The Kentucky Personal Injury Claims Process
From the day of the incident to a settlement or verdict — here’s exactly how a Kentucky personal injury claim works and why the decisions you make early matter most.
A Kentucky personal injury claim follows a predictable sequence — from the initial incident through investigation, demand, negotiation, and, if necessary, litigation. Understanding that sequence helps you make better decisions at each stage. The most important thing you can do is retain an attorney early. Evidence disappears fast, insurance companies move fast, and the decisions you make in the first days and weeks after an injury directly affect the outcome of your claim.
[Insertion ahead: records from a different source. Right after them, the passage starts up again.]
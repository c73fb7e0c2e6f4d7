mod client;

pub use client::OpenAiProvider;
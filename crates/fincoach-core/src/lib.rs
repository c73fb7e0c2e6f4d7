//! Core domain types, error definitions, and collaborator traits.
//!
//! This crate defines the fundamental types shared across the coaching
//! agent system: errors, conversation messages, handoff contracts, health
//! reports, and the traits for external collaborators (chat completion,
//! persistence, transaction categorization).

pub mod error;
pub mod handoff;
pub mod health;
pub mod provider;
pub mod types;

pub use error::{AgentError, ErrorKind};
pub use handoff::{HandoffPriority, HandoffRequest, HandoffResult};
pub use health::{
    DependencyReport, HealthLevel, SystemHealthReport, ToolProbeReport, WorkerHealthSnapshot,
};
pub use provider::{
    CategorizationHeuristics, CategorySuggestion, ChatOptions, ChatProvider, PersistenceStore,
};
pub use types::*;
mod dto;
mod error;
mod handlers;
mod state;
mod store;
mod ws;

use std::sync::Arc;
use std::time::Duration;

use anyhow::Result;
use axum::body::Body;
use axum::http::{Request, Response};
use axum::routing::{get, post};
use axum::Router;
use tower_http::cors::{Any, CorsLayer};
use tower_http::trace::TraceLayer;
use tracing::info;

use state::AppState;

#[tokio::main]
async fn main() -> Result<()> {
    dotenvy::dotenv().ok();

    tracing_subscriber::fmt()
        .with_target(false)
        .with_env_filter(
            tracing_subscriber::EnvFilter::try_from_default_env()
                .unwrap_or_else(|_| "info".parse().unwrap()),
        )
        .compact()
        .init();

    let state = Arc::new(AppState::new()?);

    // Periodic health probing runs for the life of the process.
    state.orchestrator.health_monitor().spawn();

    let cors = CorsLayer::new()
        .allow_origin(Any)
        .allow_methods(Any)
        .allow_headers(Any);

    let trace_layer = TraceLayer::new_for_http()
        .make_span_with(|req: &Request<Body>| {
            tracing::info_span!(
                "request",
                method = %req.method(),
                uri = %req.uri(),
                version = ?req.version(),
            )
        })
        .on_response(|res: &Response<Body>, latency: Duration, _span: &tracing::Span| {
            info!(
                latency = %format!("{} ms", latency.as_millis()),
                status = %res.status().as_u16(),
                "finished processing request"
            );
        });

    let logged_routes = Router::new()
        .route("/ws", get(ws::ws_handler))
        .route("/chat", post(handlers::chat::chat))
        .route("/tools", get(handlers::tools::list))
        .route("/tools/{name}", post(handlers::tools::invoke))
        .route("/handoff", post(handlers::handoff::handoff))
        .route("/health/system", get(handlers::health::system))
        .route("/health/workers", get(handlers::health::workers))
        .route("/health/workers/{name}", get(handlers::health::worker))
        .layer(trace_layer);

    let app = Router::new()
        .merge(logged_routes)
        .route("/health", get(handlers::health::liveness))
        .layer(cors)
        .with_state(state);

    let addr = "0.0.0.0:8000";
    info!("Starting server on {}", addr);

    let listener = tokio::net::TcpListener::bind(addr).await?;
    axum::serve(listener, app).await?;

    Ok(())
}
Step 1: Get Medical Care and Document Everything
Before anything legal happens, your first job is your health. Go to the ER or your doctor — even if you feel okay. Injuries like traumatic brain injuries, disc damage, and internal bleeding often don’t produce immediate, obvious symptoms. Gaps in medical treatment are one of the top tools insurance companies use to minimize claims.
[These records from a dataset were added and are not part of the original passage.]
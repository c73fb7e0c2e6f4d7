use fincoach_core::WorkerRole;
use fincoach_tools::builtin::{CATEGORIZE_TRANSACTION, CHECK_ENVELOPE_BALANCE, SPENDING_SUMMARY};
use serde::{Deserialize, Serialize};

use crate::prompts;

fn default_turn_timeout_ms() -> u64 {
    30_000
}

fn default_active() -> bool {
    true
}

/// Static configuration for one worker, loaded once at process start.
#[derive(Debug, Clone, Serialize, Deserialize)]
pub struct WorkerConfig {
    pub name: String,
    pub role: WorkerRole,
    pub instructions: String,
    pub temperature: f32,
    pub max_tokens: u32,
    #[serde(default = "default_turn_timeout_ms")]
    pub turn_timeout_ms: u64,
    #[serde(default)]
    pub allowed_tools: Vec<String>,
    #[serde(default)]
    pub handoff_targets: Vec<String>,
    /// Tie-break weight when several workers share a role; higher wins.
    #[serde(default)]
    pub priority: u32,
    #[serde(default = "default_active")]
    pub active: bool,
}

pub const BUDGET_COACH: &str = "budget_coach";
pub const TRANSACTION_ANALYST: &str = "transaction_analyst";
pub const INSIGHT_ADVISOR: &str = "insight_advisor";
pub const FINANCE_GUIDE: &str = "finance_guide";

/// The fixed worker set. Handoff targets reference each other by name and
/// may form cycles; the registry resolves them in a second pass.
pub fn default_workers() -> Vec<WorkerConfig> {
    vec![
        WorkerConfig {
            name: BUDGET_COACH.into(),
            role: WorkerRole::Budgeting,
            instructions: prompts::BUDGET_COACH_PROMPT.into(),
            temperature: 0.3,
            max_tokens: 800,
            turn_timeout_ms: default_turn_timeout_ms(),
            allowed_tools: vec![CHECK_ENVELOPE_BALANCE.into(), SPENDING_SUMMARY.into()],
            handoff_targets: vec![TRANSACTION_ANALYST.into(), FINANCE_GUIDE.into()],
            priority: 10,
            active: true,
        },
        WorkerConfig {
            name: TRANSACTION_ANALYST.into(),
            role: WorkerRole::Analysis,
            instructions: prompts::TRANSACTION_ANALYST_PROMPT.into(),
            temperature: 0.2,
            max_tokens: 800,
            turn_timeout_ms: default_turn_timeout_ms(),
            allowed_tools: vec![CATEGORIZE_TRANSACTION.into(), SPENDING_SUMMARY.into()],
            handoff_targets: vec![BUDGET_COACH.into(), FINANCE_GUIDE.into()],
            priority: 10,
            active: true,
        },
        WorkerConfig {
            name: INSIGHT_ADVISOR.into(),
            role: WorkerRole::Insight,
            instructions: prompts::INSIGHT_ADVISOR_PROMPT.into(),
            temperature: 0.5,
            max_tokens: 1000,
            turn_timeout_ms: default_turn_timeout_ms(),
            allowed_tools: vec![SPENDING_SUMMARY.into()],
            handoff_targets: vec![FINANCE_GUIDE.into()],
            priority: 5,
            active: true,
        },
        WorkerConfig {
            name: FINANCE_GUIDE.into(),
            role: WorkerRole::General,
            instructions: prompts::FINANCE_GUIDE_PROMPT.into(),
            temperature: 0.6,
            max_tokens: 800,
            turn_timeout_ms: default_turn_timeout_ms(),
            allowed_tools: vec![
                CHECK_ENVELOPE_BALANCE.into(),
                CATEGORIZE_TRANSACTION.into(),
                SPENDING_SUMMARY.into(),
            ],
            handoff_targets: vec![
                BUDGET_COACH.into(),
                TRANSACTION_ANALYST.into(),
                INSIGHT_ADVISOR.into(),
            ],
            priority: 1,
            active: true,
        },
    ]
}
While you’re seeking treatment, document everything you can:
- Photographs of the scene, vehicle damage, and your injuries
- Contact information for all drivers, passengers, and witnesses
- A copy of the police report
- All medical bills and records as they accumulate
- A daily journal of your pain levels, limitations, and how the injury affects your daily life
Step 2: Retain an Attorney — Immediately
The single most consequential decision in a personal injury claim is when you hire an attorney — and the answer is always as early as possible. Here’s what happens in the first days that an attorney can either secure or lose forever:
Evidence That Disappears Without Immediate Action
- Surveillance and traffic camera footage — most systems overwrite within 24 to 72 hours
- Vehicle black box (EDR) data — overwritten at next engine cycle or crash event
- Truck ELD and telematics data — must be preserved with a litigation hold letter
- Witness memories — fade and become less reliable over time
- Accident scene conditions — road defects repaired, skid marks weathered, construction completed
- Social media posts by the at-fault party — deleted once litigation begins
We issue preservation letters, subpoenas, and spoliation notices within hours of being retained. This is one of the most critical things we do for our clients.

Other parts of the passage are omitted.